■ Your goal
Every line with the string "Weak" must be copied from the entries below.

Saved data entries
--------
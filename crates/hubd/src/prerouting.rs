use crate::connection::{meta, role, Connection, MetaValue};
use crate::metrics::counters;
use hub_wire::{Header, SUB_PROTO_AUTH};
use std::sync::Arc;

/// Gate applied to every inbound frame before it reaches the dispatcher.
///
/// Unauthenticated frames (`SourceID == 0`) are only admitted on the auth
/// sub-protocol; everything else from an unauthenticated source is dropped.
/// The first admitted frame stamps the connection's overlay role.
#[derive(Debug, Default, Clone, Copy)]
pub struct PreRouting;

impl PreRouting {
    /// Creates the filter.
    #[must_use]
    pub const fn new() -> Self {
        Self
    }

    /// Returns `true` when the frame may be dispatched.
    pub fn admit(&self, conn: &Arc<Connection>, hdr: &Header) -> bool {
        if hdr.source == 0 && hdr.sub_proto != SUB_PROTO_AUTH {
            counters::frames_dropped_total("unauthenticated");
            tracing::debug!(
                conn = %conn.id(),
                sub_proto = hdr.sub_proto,
                "dropping unauthenticated non-auth frame"
            );
            return false;
        }
        if conn.get_meta(meta::ROLE).is_none() {
            let r = if conn.is_outbound() {
                role::PARENT
            } else {
                role::CHILD
            };
            conn.set_meta(meta::ROLE, MetaValue::Str(r.to_string()));
        }
        true
    }
}

#[cfg(test)]
mod tests {
    use super::*;
    use hub_wire::Major;
    use tokio::net::{TcpListener, TcpStream};
    use tokio_util::sync::CancellationToken;

    async fn test_conn(outbound: bool) -> Arc<Connection> {
        let listener = TcpListener::bind("127.0.0.1:0").await.unwrap();
        let addr = listener.local_addr().unwrap();
        let client = TcpStream::connect(addr).await.unwrap();
        let _ = listener.accept().await.unwrap();
        Connection::spawn(
            client,
            addr,
            outbound,
            8,
            std::time::Duration::from_secs(5),
            &CancellationToken::new(),
        )
    }

    fn header(source: u32, sub_proto: u8) -> Header {
        let mut hdr = Header::new(Major::Cmd, sub_proto).unwrap();
        hdr.source = source;
        hdr
    }

    #[tokio::test]
    async fn unauthenticated_non_auth_frame_is_dropped() {
        let filter = PreRouting::new();
        let conn = test_conn(false).await;
        assert!(!filter.admit(&conn, &header(0, 1)));
    }

    #[tokio::test]
    async fn unauthenticated_auth_frame_passes() {
        let filter = PreRouting::new();
        let conn = test_conn(false).await;
        assert!(filter.admit(&conn, &header(0, SUB_PROTO_AUTH)));
    }

    #[tokio::test]
    async fn authenticated_frame_passes_any_sub_proto() {
        let filter = PreRouting::new();
        let conn = test_conn(false).await;
        assert!(filter.admit(&conn, &header(7, 1)));
    }

    #[tokio::test]
    async fn role_stamped_once() {
        let filter = PreRouting::new();
        let conn = test_conn(true).await;
        assert!(filter.admit(&conn, &header(7, SUB_PROTO_AUTH)));
        assert_eq!(conn.role().as_deref(), Some(role::PARENT));

        // a later frame does not overwrite an existing role
        conn.set_meta(meta::ROLE, MetaValue::Str(role::PEER.into()));
        assert!(filter.admit(&conn, &header(7, SUB_PROTO_AUTH)));
        assert_eq!(conn.role().as_deref(), Some(role::PEER));
    }

    #[tokio::test]
    async fn inbound_connection_stamped_child() {
        let filter = PreRouting::new();
        let conn = test_conn(false).await;
        assert!(filter.admit(&conn, &header(0, SUB_PROTO_AUTH)));
        assert_eq!(conn.role().as_deref(), Some(role::CHILD));
    }
}
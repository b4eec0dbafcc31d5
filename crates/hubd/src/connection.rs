use crate::error::HubError;
use async_trait::async_trait;
use dashmap::DashMap;
use hub_wire::{encode, Header};
use std::net::SocketAddr;
use std::sync::atomic::{AtomicU64, Ordering};
use std::sync::{Arc, OnceLock};
use tokio::io::AsyncWriteExt;
use tokio::net::tcp::OwnedReadHalf;
use tokio::net::TcpStream;
use tokio::sync::{mpsc, Mutex};
use tokio::time::{timeout, Duration};
use tokio_util::sync::CancellationToken;

/// Well-known connection metadata keys.
pub mod meta {
    /// Node id bound to the peer (`u32`).
    pub const NODE_ID: &str = "nodeID";
    /// Device id bound to the peer (string).
    pub const DEVICE_ID: &str = "deviceID";
    /// Overlay role of the peer (string, see [`super::role`]).
    pub const ROLE: &str = "role";
}

/// Overlay roles stamped on connections.
pub mod role {
    /// Outbound link to the configured parent hub.
    pub const PARENT: &str = "parent";
    /// Inbound link from a device or downstream hub.
    pub const CHILD: &str = "child";
    /// Lateral link between hubs of the same tier.
    pub const PEER: &str = "peer";
}

/// A metadata value attached to a connection.
#[derive(Debug, Clone, PartialEq, Eq)]
pub enum MetaValue {
    /// Numeric value (node ids).
    U32(u32),
    /// String value (device ids, roles).
    Str(String),
}

impl MetaValue {
    /// Returns the numeric value, if this is a [`MetaValue::U32`].
    #[must_use]
    pub const fn as_u32(&self) -> Option<u32> {
        match self {
            Self::U32(v) => Some(*v),
            Self::Str(_) => None,
        }
    }

    /// Returns the string value, if this is a [`MetaValue::Str`].
    #[must_use]
    pub fn as_str(&self) -> Option<&str> {
        match self {
            Self::Str(v) => Some(v),
            Self::U32(_) => None,
        }
    }
}

/// Consumer of decoded inbound frames, invoked from the reader task.
#[async_trait]
pub trait ReceiveSink: Send + Sync {
    /// Called once per decoded frame, in arrival order.
    async fn on_frame(&self, conn: Arc<Connection>, hdr: Header, payload: Vec<u8>);
}

static NEXT_CONN_SEQ: AtomicU64 = AtomicU64::new(1);

/// A live socket with its outbound queue, metadata, and receive hook.
///
/// Sending never blocks the caller: frames land on a bounded queue drained
/// by a dedicated writer task under a write deadline. A write failure or
/// timeout cancels the connection.
pub struct Connection {
    id: String,
    remote_addr: SocketAddr,
    outbound: bool,
    meta: DashMap<&'static str, MetaValue>,
    out_tx: mpsc::Sender<Vec<u8>>,
    reader: Mutex<Option<OwnedReadHalf>>,
    sink: OnceLock<Arc<dyn ReceiveSink>>,
    dispatch_lock: Arc<Mutex<()>>,
    cancel: CancellationToken,
}

impl Connection {
    /// Wraps an accepted or dialed stream and starts its writer task.
    #[must_use]
    pub fn spawn(
        stream: TcpStream,
        remote_addr: SocketAddr,
        outbound: bool,
        send_buffer: usize,
        write_timeout: Duration,
        parent_cancel: &CancellationToken,
    ) -> Arc<Self> {
        let seq = NEXT_CONN_SEQ.fetch_add(1, Ordering::Relaxed);
        let id = format!("{remote_addr}#{seq}");
        let (read_half, mut write_half) = stream.into_split();
        let (out_tx, mut out_rx) = mpsc::channel::<Vec<u8>>(send_buffer);
        let cancel = parent_cancel.child_token();

        let conn = Arc::new(Self {
            id,
            remote_addr,
            outbound,
            meta: DashMap::new(),
            out_tx,
            reader: Mutex::new(Some(read_half)),
            sink: OnceLock::new(),
            dispatch_lock: Arc::new(Mutex::new(())),
            cancel,
        });

        let writer_cancel = conn.cancel.clone();
        let writer_id = conn.id.clone();
        tokio::spawn(async move {
            loop {
                let data = tokio::select! {
                    () = writer_cancel.cancelled() => break,
                    data = out_rx.recv() => match data {
                        Some(data) => data,
                        None => break,
                    },
                };
                match timeout(write_timeout, write_half.write_all(&data)).await {
                    Ok(Ok(())) => {}
                    Ok(Err(e)) => {
                        tracing::debug!(conn = %writer_id, "write failed: {}", e);
                        writer_cancel.cancel();
                        break;
                    }
                    Err(_) => {
                        tracing::warn!(conn = %writer_id, "write deadline exceeded");
                        writer_cancel.cancel();
                        break;
                    }
                }
            }
            let _ = write_half.shutdown().await;
        });

        conn
    }

    /// Unique connection id.
    #[must_use]
    pub fn id(&self) -> &str {
        &self.id
    }

    /// Address of the remote peer.
    #[must_use]
    pub const fn remote_addr(&self) -> SocketAddr {
        self.remote_addr
    }

    /// `true` when this side initiated the connection (parent links).
    #[must_use]
    pub const fn is_outbound(&self) -> bool {
        self.outbound
    }

    /// Stores a metadata value under a well-known key.
    pub fn set_meta(&self, key: &'static str, value: MetaValue) {
        self.meta.insert(key, value);
    }

    /// Fetches a metadata value.
    #[must_use]
    pub fn get_meta(&self, key: &str) -> Option<MetaValue> {
        self.meta.get(key).map(|e| e.value().clone())
    }

    /// Node id from metadata, if bound.
    #[must_use]
    pub fn node_id(&self) -> Option<u32> {
        self.get_meta(meta::NODE_ID).and_then(|v| v.as_u32())
    }

    /// Overlay role from metadata, if stamped.
    #[must_use]
    pub fn role(&self) -> Option<String> {
        self.get_meta(meta::ROLE)
            .and_then(|v| v.as_str().map(str::to_string))
    }

    /// Installs the frame consumer. Must happen before the read loop runs;
    /// later calls are ignored.
    pub fn set_receiver(&self, sink: Arc<dyn ReceiveSink>) {
        let _ = self.sink.set(sink);
    }

    /// Hands a decoded frame to the installed receive sink.
    pub async fn dispatch_receive(conn: &Arc<Self>, hdr: Header, payload: Vec<u8>) {
        if let Some(sink) = conn.sink.get() {
            sink.on_frame(Arc::clone(conn), hdr, payload).await;
        } else {
            tracing::warn!(conn = %conn.id, "frame received before sink installed");
        }
    }

    /// Takes the read half for the connection's read loop. Returns `None`
    /// after the first call.
    pub async fn take_reader(&self) -> Option<OwnedReadHalf> {
        self.reader.lock().await.take()
    }

    /// Serializes handler invocations for this connection (dispatcher
    /// ordering guarantee).
    #[must_use]
    pub fn dispatch_lock(&self) -> Arc<Mutex<()>> {
        Arc::clone(&self.dispatch_lock)
    }

    /// Enqueues raw bytes for the writer task.
    ///
    /// # Errors
    ///
    /// [`HubError::Backpressure`] when the queue is full,
    /// [`HubError::ConnectionClosed`] when the connection is gone.
    pub fn send(&self, data: Vec<u8>) -> Result<(), HubError> {
        if self.cancel.is_cancelled() {
            return Err(HubError::ConnectionClosed);
        }
        self.out_tx.try_send(data).map_err(|e| match e {
            mpsc::error::TrySendError::Full(_) => HubError::Backpressure,
            mpsc::error::TrySendError::Closed(_) => HubError::ConnectionClosed,
        })
    }

    /// Encodes a frame and enqueues it.
    ///
    /// # Errors
    ///
    /// Same as [`Connection::send`].
    pub fn send_frame(&self, hdr: &Header, payload: &[u8]) -> Result<(), HubError> {
        self.send(encode(hdr, payload))
    }

    /// Token observed by the reader and writer tasks.
    #[must_use]
    pub fn cancel_token(&self) -> CancellationToken {
        self.cancel.clone()
    }

    /// Cancels the connection's tasks. Idempotent.
    pub fn close(&self) {
        self.cancel.cancel();
    }

    /// `true` once [`Connection::close`] ran or a task failed.
    #[must_use]
    pub fn is_closed(&self) -> bool {
        self.cancel.is_cancelled()
    }
}

impl std::fmt::Debug for Connection {
    fn fmt(&self, f: &mut std::fmt::Formatter<'_>) -> std::fmt::Result {
        f.debug_struct("Connection")
            .field("id", &self.id)
            .field("remote_addr", &self.remote_addr)
            .field("outbound", &self.outbound)
            .field("closed", &self.is_closed())
            .finish_non_exhaustive()
    }
}
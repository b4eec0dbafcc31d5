//! Sub-protocol handlers for the authentication protocol.

/// Authoritative end of the auth verbs, backed by the device store.
pub mod authority;
/// Edge-hub end: whitelist cache, assist forwarding, revoke broadcast.
pub mod edge;

use crate::connection::Connection;
use crate::server::Hub;
use hub_wire::auth::{code, Envelope, RespData};
use hub_wire::{Header, Major, SUB_PROTO_AUTH};
use serde::Serialize;
use std::sync::{Arc, OnceLock, Weak};

/// One-way back-reference from handlers to the server, bound after the
/// server is built. Handlers never own the server.
#[derive(Clone, Default)]
pub struct ServerHandle {
    inner: Arc<OnceLock<Weak<Hub>>>,
}

impl ServerHandle {
    /// Creates an unbound handle.
    #[must_use]
    pub fn new() -> Self {
        Self::default()
    }

    /// Binds the handle to a server. Later calls are ignored.
    pub fn bind(&self, hub: &Arc<Hub>) {
        let _ = self.inner.set(Arc::downgrade(hub));
    }

    /// Upgrades to the server, if bound and alive.
    #[must_use]
    pub fn get(&self) -> Option<Arc<Hub>> {
        self.inner.get().and_then(Weak::upgrade)
    }
}

/// Builds a response header: request header cloned when present, class by
/// outcome code, auth sub-protocol, own node id as source, target 0 so the
/// nearest hub delivers to the originating device.
#[must_use]
pub(crate) fn resp_header(node_id: u32, req_hdr: Option<&Header>, resp_code: i32) -> Header {
    let major = if resp_code == code::SUCCESS {
        Major::OkResp
    } else {
        Major::ErrResp
    };
    let mut hdr = match req_hdr {
        Some(req) => req.reply(major),
        None => Header::new(major, SUB_PROTO_AUTH).expect("auth sub proto in range"),
    };
    hdr.sub_proto = SUB_PROTO_AUTH;
    hdr.source = node_id;
    hdr.target = 0;
    hdr
}

/// Sends a `*_resp` envelope back on a connection, routing through the
/// server when the handle is bound (send hook, metrics) and falling back to
/// the connection directly otherwise.
pub(crate) fn send_resp(
    handle: &ServerHandle,
    conn: &Arc<Connection>,
    req_hdr: Option<&Header>,
    action: &str,
    data: &RespData,
) {
    let Ok(envelope) = Envelope::new(action, data) else {
        tracing::error!(action, "response payload not serializable");
        return;
    };
    let Ok(payload) = envelope.to_bytes() else {
        tracing::error!(action, "response envelope not serializable");
        return;
    };
    match handle.get() {
        Some(hub) => {
            let hdr = resp_header(hub.node_id(), req_hdr, data.code);
            if let Err(e) = hub.send(conn.id(), &hdr, &payload) {
                tracing::warn!(conn = %conn.id(), action, "send resp failed: {}", e);
            }
        }
        None => {
            let hdr = resp_header(0, req_hdr, data.code);
            if let Err(e) = conn.send_frame(&hdr, &payload) {
                tracing::warn!(conn = %conn.id(), action, "send resp failed: {}", e);
            }
        }
    }
}

/// Forwards a command envelope to another hub, targeting its bound node id
/// when known.
pub(crate) fn forward<T: Serialize>(
    handle: &ServerHandle,
    target: &Arc<Connection>,
    action: &str,
    data: &T,
) {
    let Ok(envelope) = Envelope::new(action, data) else {
        tracing::error!(action, "forward payload not serializable");
        return;
    };
    let Ok(payload) = envelope.to_bytes() else {
        tracing::error!(action, "forward envelope not serializable");
        return;
    };
    let mut hdr = Header::new(Major::Cmd, SUB_PROTO_AUTH).expect("auth sub proto in range");
    hdr.target = target.node_id().unwrap_or(0);
    match handle.get() {
        Some(hub) => {
            hdr.source = hub.node_id();
            if let Err(e) = hub.send(target.id(), &hdr, &payload) {
                tracing::warn!(conn = %target.id(), action, "forward failed: {}", e);
            }
        }
        None => {
            if let Err(e) = target.send_frame(&hdr, &payload) {
                tracing::warn!(conn = %target.id(), action, "forward failed: {}", e);
            }
        }
    }
}

/// Picks the resp action name for the assisted / direct variants of a verb.
pub(crate) const fn choose_action(
    assisted: bool,
    assisted_action: &'static str,
    direct_action: &'static str,
) -> &'static str {
    if assisted {
        assisted_action
    } else {
        direct_action
    }
}
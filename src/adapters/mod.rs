pub mod archive;
pub mod edgar;
pub mod master_index;
pub mod storage;

use crate::config::toml_config::{SourceConfig, SourceType};
use crate::domain::model::FilingReference;
use crate::utils::error::{MappingError, Result};
use edgar::EdgarFetcher;
use std::path::Path;

/// Lists the filings a run will process.
///
/// An edgar source with `index_start_year` downloads the quarterly indexes
/// through `edgar`. Otherwise a configured master index wins, and the
/// archive's cache layout is walked as the last resort.
pub async fn list_filings(
    source: &SourceConfig,
    edgar: Option<&EdgarFetcher>,
) -> Result<Vec<FilingReference>> {
    if let (SourceType::Edgar, Some(year), Some(fetcher)) =
        (source.r#type, source.index_start_year, edgar)
    {
        let today = chrono::Utc::now().date_naive();
        return master_index::download(
            fetcher,
            year,
            source.index_start_quarter,
            today,
            source.master_index.as_deref().map(Path::new),
            &source.filing_types,
        )
        .await;
    }

    if let Some(index) = &source.master_index {
        return master_index::parse_file(Path::new(index), &source.filing_types);
    }

    match source.r#type {
        SourceType::Archive => archive::discover(Path::new(&source.archive_path), &source.filing_types),
        SourceType::Edgar => Err(MappingError::MissingConfigError {
            field: "source.master_index".to_string(),
        }),
    }
}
--------
■ Solution for this exercise
use std::sync::{Arc, OnceLock, Weak};
    inner: Arc<OnceLock<Weak<Hub>>>,
        self.inner.get().and_then(Weak::upgrade)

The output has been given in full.